I’ve now been back home for a couple days, and I’ve had some time to reflect on my trip from more of a distance—I think I’ll simply use this post to put down a few final thoughts about my experience.
Thought #1: The return trip wasn’t so bad.
For some reason, I was a lot more worried about flying back to the United States than I was flying out to Spain. Maybe it was because I’d heard that going through U.S. customs took forever, or because I didn’t know quite as many people from my study abroad program who happened to be on the same flight as me this time around. But it all went off without a hitch! In general, I had very few problems traveling between the two countries, and throughout Madrid while I was there, which I am very grateful for.
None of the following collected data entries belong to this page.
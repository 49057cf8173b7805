//! Export-wide progress aggregation.

use std::collections::HashMap;
use std::sync::Arc;

/// Receives the overall export percentage, non-decreasing within `[0, 100]`.
pub type ProgressCallback = Arc<dyn Fn(f64) + Send + Sync>;

/// Aggregates per-page image counters into an overall percentage.
///
/// Counters are keyed by chunk-local page index and reset at every chunk
/// boundary; images of finished chunks are folded into a running total.
pub struct ProgressTracker {
    total_images: usize,
    completed_images: usize,
    page_images: HashMap<usize, usize>,
    last_reported: f64,
    callback: ProgressCallback,
}

impl ProgressTracker {
    pub fn new(total_images: usize, callback: ProgressCallback) -> Self {
        Self {
            total_images,
            completed_images: 0,
            page_images: HashMap::new(),
            last_reported: 0.0,
            callback,
        }
    }

    /// Counts images already done by an earlier run.
    pub fn skip(&mut self, images: usize) {
        self.completed_images += images;
        self.report();
    }

    /// Records a page counter. Counters never move backwards.
    pub fn record(&mut self, page_index: usize, images_processed: usize) {
        let counter = self.page_images.entry(page_index).or_insert(0);
        if images_processed <= *counter {
            return;
        }
        *counter = images_processed;
        self.report();
    }

    /// Folds the finished chunk into the running total.
    pub fn finish_chunk(&mut self, chunk_images: usize) {
        self.page_images.clear();
        self.completed_images += chunk_images;
        self.report();
    }

    /// Drops per-page counters of a chunk that did not finish.
    pub fn abandon_chunk(&mut self) {
        self.page_images.clear();
    }

    pub fn percent(&self) -> f64 {
        if self.total_images == 0 {
            return 100.0;
        }
        let in_flight: usize = self.page_images.values().sum();
        let done = (self.completed_images + in_flight) as f64;
        (done / self.total_images as f64 * 100.0).clamp(0.0, 100.0)
    }

    pub fn last_reported(&self) -> f64 {
        self.last_reported
    }

    fn report(&mut self) {
        let percent = self.percent();
        if percent > self.last_reported {
            self.last_reported = percent;
            (self.callback)(percent);
        }
    }
}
Thought #2: Culture shock is real.
At my pre-departure orientation in the spring, I heard about culture shock, and I believed it was real—however, I didn’t think I’d experience much of it in Spain. But now, looking back, I can see that there are definitely a few cultural differences between the U.S. and Spain. For example, in Spain, people don’t say “please,” “thank you,” and “you’re welcome” quite as often as we do here in the States. I never quite got used to that; I still said all of those things plenty of times, and probably too often. There is also less smiling at people in public; I’m used to smiling at people if I make eye contact with them, but that is apparently less common in Spain. Another thing—maybe this isn’t technically a “cultural” difference, but a difference nonetheless—is that air conditioning isn’t as widely used in Spain. Needless to say, it was a little toasty in a lot of the restaurants and stores there. All of these differences go to show that there is always something new, big or small, to learn and experience while traveling abroad!
Thought #3: Everyone should consider studying abroad.
I cannot begin to express how valuable this study abroad experience was for me, and how much I would encourage everyone to consider studying abroad. Personally, as someone who is majoring in Spanish at the University of Alabama, it helped me improve upon my Spanish skills. But even if you are not studying the language spoken in a particular country, a study abroad experience would still be a great idea. I learned so much beyond just the Spanish language; I learned about history and about a different culture. I gained confidence in my ability to navigate a foreign country, met new friends, and made countless beautiful memories. So, if you are reading this and you are somebody who is thinking about studying abroad, or interning abroad, or traveling abroad in any capacity, I was strongly encourage you to do so—you won’t regret it.
It has been a pleasure to write these blog posts throughout my study abroad experience; I hope they’ve been helpful to somebody out there. And remember, if you’re thinking about studying abroad, GO FOR IT!